Mehr als 4000 Soldaten der Bundeswehr befinden sich derzeit im Einsatz in Afghanistan. Spätestens der von der Bundeswehr befohlene Angriff auf zwei entführte Tanklastwagen Anfang September hat den Einsatz der deutschen Streitkräfte am Hindukusch noch gefährlicher gemacht.

Kabul. Die Sympathie der Bevölkerung gegenüber den deutschen Soldaten droht seitdem weiter zu schwinden.

Doch gerade der Rückhalt der Afghanen gehört zum Grundgerüst des deutschen Einsatzes am Hindukusch. Immer wieder setzt die Bundeswehr daher auf vertrauensbildende Maßnahmen. Eine derartige Maßnahme war das Zusammentreffen von deutschen Soldaten mit der Dorfbevölkerung von Caqel Queslaq in den Bergen bei Faisabad. Fußbälle für die Kinder, eine Mahlzeit und Gespräche über die aktuellen Probleme mit den Dorfältesten - die Soldaten nahmen sich Zeit für ihre Nachbarn.

Aber auch solch ein Einsatz ist nicht ungefährlich. Außerhalb ihres Camps sind die Soldaten wegen der dauernden Angriffe und der ständigen Gefahr von Sprengfallen nur noch in gepanzerten Fahrzeugen unterwegs. Sie tragen Splitterschutzbrillen, um die Augen vor den Folgen einer Explosion zu schützen. Außerdem sind heruntergekrempelte Ärmel und Handschuhe vorgeschrieben, um nach Beschuss bei einer Detonation im Fahrzeuginnern Verbrennungen zu vermeiden. Nur bei den Mahlzeiten - wie hier unter freiem Himmel mit den Dorfältesten - machen sie eine Ausnahme.

Auch die Warnungen vor Selbstmordattentätern sind zur Routine geworden für die Truppe. Dabei sind die unbestätigten Hinweise nur schwer einzuschätzen und lassen sich noch schwerer in konkrete Gegenmaßnahmen umsetzen. "Manchmal haben wir Infos, dass der Attentäter mit neuen Reifen unterwegs ist, mit einem tiefergelegten Wagen, dass er eine Weste trägt oder eine blaue Burka", sagt ein Zugführer, der anonym bleiben will. "Aber das ist im Fahren schwer festzustellen, reagieren kann man nicht: Es gibt hier so viele Toyota Corollas, so viele blaue Burkas." Wenn die Soldaten auf Patrouille gehen, setzen sie den Anschlägen neben ihren schwer gepanzerten Fahrzeugen vor allem ständige Wachsamkeit entgegen. "Manchmal werden die Kinder von der Straße weggeschickt, plötzlich ist alles menschenleer", sagt der Zugführer. Das könne ein Zeichen sein, dass ein Angriff kurz bevorstehe. "Es war aber auch schon völlig anders: Da haben sich ganz viele Menschen versammelt, dann kam der Beschuss", sagt er. "Es gibt keine Regeln." Angst habe er dennoch nicht, er sei lediglich aufmerksamer. "Die Angst ist im Hinterkopf. Wenn sie im Vordergrund steht, geht's schief", sagt ein anderer Soldat.
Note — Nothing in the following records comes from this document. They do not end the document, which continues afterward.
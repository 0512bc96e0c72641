//! Newton iteration for one implicit time step.
//!
//! Each iteration evaluates the residual `F(x_new)`, stops once its global
//! norm is below tolerance, and otherwise solves `J(x_new)·δ = F(x_new)` with
//! the matrix-free CG before updating `x_new ← x_new − δ`.
//!
//! CG linearizes at its own initial guess, which is zero for the correction.
//! [`ShiftedOperator`] moves that point to `x_new` by evaluating
//! `G(v) = F(x_new + v)`, whose Jacobian at `v = 0` is `J(x_new)`.

use crate::context::ProcessContext;
use crate::core::{DistributedInnerProduct, Field, InnerProduct, NonlinearOperator};
use crate::error::JfnkError;
use crate::operator::DiffusionOperator;
use crate::parallel::Comm;
use crate::utils::convergence::{Convergence, SolveStats};

/// `v ↦ F(base + v)`.
pub struct ShiftedOperator<'a, O> {
    inner: &'a mut O,
    base: &'a Field,
    point: &'a mut Field,
}

impl<'a, O> ShiftedOperator<'a, O> {
    /// `point` is scratch storage shaped like `base`.
    pub fn new(inner: &'a mut O, base: &'a Field, point: &'a mut Field) -> Self {
        Self { inner, base, point }
    }
}

impl<O: NonlinearOperator<Field>> NonlinearOperator<Field> for ShiftedOperator<'_, O> {
    fn apply(&mut self, v: &Field, out: &mut Field) -> Result<(), JfnkError> {
        self.base.ensure_same_shape(v)?;
        self.point.lcomb(1.0, self.base, 1.0, v);
        self.inner.apply(&*self.point, out)
    }
}

pub struct NewtonSolver {
    pub conv: Convergence<f64>,
    pub cg_max_iters: usize,
    pub cg_tol: f64,
    residual: Field,
    delta: Field,
    point: Field,
}

impl NewtonSolver {
    /// Solver sized and configured for the given context.
    pub fn new<C: Comm>(ctx: &ProcessContext<C>) -> Self {
        let o = &ctx.options;
        Self {
            conv: Convergence::new(o.newton_tol, o.newton_max_iters),
            cg_max_iters: o.cg_max_iters,
            cg_tol: o.cg_tol,
            residual: ctx.zeros(),
            delta: ctx.zeros(),
            point: ctx.zeros(),
        }
    }

    /// Last residual `F(x_new)` evaluated by [`step`](Self::step).
    pub fn residual(&self) -> &Field {
        &self.residual
    }

    /// Advance `ctx.x_new` to the solution of the current time level, with
    /// `ctx.x_old` holding the previous one. Collective.
    ///
    /// `iterations` counts Newton corrections applied. A CG solve that runs
    /// out of iterations ends the step with `converged == false`; so does
    /// exhausting the Newton iterations.
    pub fn step<C: Comm>(&mut self, ctx: &mut ProcessContext<C>) -> Result<SolveStats<f64>, JfnkError> {
        let _span = tracing::info_span!("newton", rank = ctx.comm.rank()).entered();
        let ProcessContext {
            comm,
            discretization,
            subdomain,
            halo,
            x_new,
            x_old,
            cg,
            stats,
            ..
        } = ctx;
        cg.conv = Convergence::new(self.cg_tol, self.cg_max_iters);
        let ip = DistributedInnerProduct::new(&*comm);

        let mut result = SolveStats { iterations: 0, final_residual: f64::INFINITY, converged: false };
        for it in 0..=self.conv.max_iters {
            let mut op = DiffusionOperator::new(&*comm, &*subdomain, &*discretization, &*x_old, &mut *halo, &mut *stats);
            op.evaluate(x_new, &mut self.residual)?;
            let res = ip.norm(&self.residual)?;
            if !res.is_finite() {
                return Err(JfnkError::Breakdown { iteration: it, quantity: "Newton residual" });
            }
            result = SolveStats { iterations: it, final_residual: res, converged: self.conv.is_converged(res) };
            tracing::debug!(iteration = it, residual = res, "newton residual");
            if result.converged || it == self.conv.max_iters {
                break;
            }

            self.delta.fill(0.0);
            let lin = {
                let mut shifted = ShiftedOperator::new(&mut op, &*x_new, &mut self.point);
                cg.solve(&mut shifted, &ip, &self.residual, &mut self.delta)?
            };
            stats.add_cg_iterations(lin.iterations);
            if !lin.converged {
                tracing::warn!(iteration = it, "CG failed to converge, abandoning Newton step");
                stats.add_newton_iterations(it);
                return Ok(result);
            }
            x_new.axpy(-1.0, &self.delta);
        }

        stats.add_newton_iterations(result.iterations);
        if result.converged {
            tracing::info!(iterations = result.iterations, residual = result.final_residual, "Newton converged");
        } else {
            tracing::warn!(
                iterations = result.iterations,
                residual = result.final_residual,
                tol = self.conv.tol,
                "Newton failed to converge"
            );
        }
        Ok(result)
    }
}

#[cfg(test)]
mod tests {
    use super::*;
    use crate::config::SolverOptions;
    use crate::core::LocalInnerProduct;
    use crate::domain::GridDiscretization;
    use crate::parallel::ThreadComm;
    use crate::solver::CgSolver;
    use approx::assert_abs_diff_eq;

    /// F(u) = u² − c componentwise.
    struct Square(f64);
    impl NonlinearOperator<Field> for Square {
        fn apply(&mut self, u: &Field, out: &mut Field) -> Result<(), JfnkError> {
            for (o, x) in out.as_mut_slice().iter_mut().zip(u.as_slice()) {
                *o = x * x - self.0;
            }
            Ok(())
        }
    }

    #[test]
    fn shifted_operator_linearizes_at_base() {
        // J of u² at u = 3 is 6, so J δ = 12 gives δ = 2
        let base = Field::filled(1, 2, 3.0);
        let mut point = Field::zeros(1, 2);
        let mut sq = Square(0.0);
        let mut shifted = ShiftedOperator::new(&mut sq, &base, &mut point);
        let b = Field::filled(1, 2, 12.0);
        let mut x = Field::zeros(1, 2);
        let stats = CgSolver::new(1, 2, 1e-8, 10)
            .with_eps(1e-7)
            .solve(&mut shifted, &LocalInnerProduct, &b, &mut x)
            .unwrap();
        assert!(stats.converged);
        assert_abs_diff_eq!(x[(0, 0)], 2.0, epsilon = 1e-5);
    }

    fn context(n: usize, nt: usize) -> ProcessContext<ThreadComm> {
        let disc = GridDiscretization::new(n, n, nt, 0.01).unwrap();
        ProcessContext::new(ThreadComm::solo(), disc, SolverOptions::default()).unwrap()
    }

    #[test]
    fn zero_state_is_already_a_solution() {
        let mut ctx = context(6, 10);
        let mut newton = NewtonSolver::new(&ctx);
        let stats = newton.step(&mut ctx).unwrap();
        assert!(stats.converged);
        assert_eq!(stats.iterations, 0);
        assert_eq!(ctx.stats.newton_iterations, 0);
        assert_eq!(ctx.stats.cg_iterations, 0);
    }

    #[test]
    fn step_reduces_residual_below_tolerance() {
        let mut ctx = context(8, 20);
        ctx.init_with(|gy, gx| if (2..5).contains(&gy) && (2..5).contains(&gx) { 0.1 } else { 0.0 });
        ctx.begin_time_step();
        let mut newton = NewtonSolver::new(&ctx);
        let stats = newton.step(&mut ctx).unwrap();
        assert!(stats.converged, "residual {}", stats.final_residual);
        assert!(stats.iterations >= 1);
        assert!(stats.final_residual < ctx.options.newton_tol);

        let mut s = ctx.zeros();
        let x = ctx.x_new.clone();
        ctx.evaluate(&x, &mut s).unwrap();
        assert!(ctx.norm(&s).unwrap() < ctx.options.newton_tol);
        assert_eq!(ctx.stats.newton_iterations, stats.iterations as u64);
        assert!(ctx.stats.cg_iterations > 0);
    }
}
Wenn er in ein paar Wochen zurück in Deutschland ist, wird er seiner Familie wohl nicht alles über den gefährlichen Einsatz erzählen, sagt der Zugführer. "Ich würde mich nicht mit der Familie darüber unterhalten, wie es ist, beschossen zu werden. Man muss nicht künstlich die Angst hochtreiben."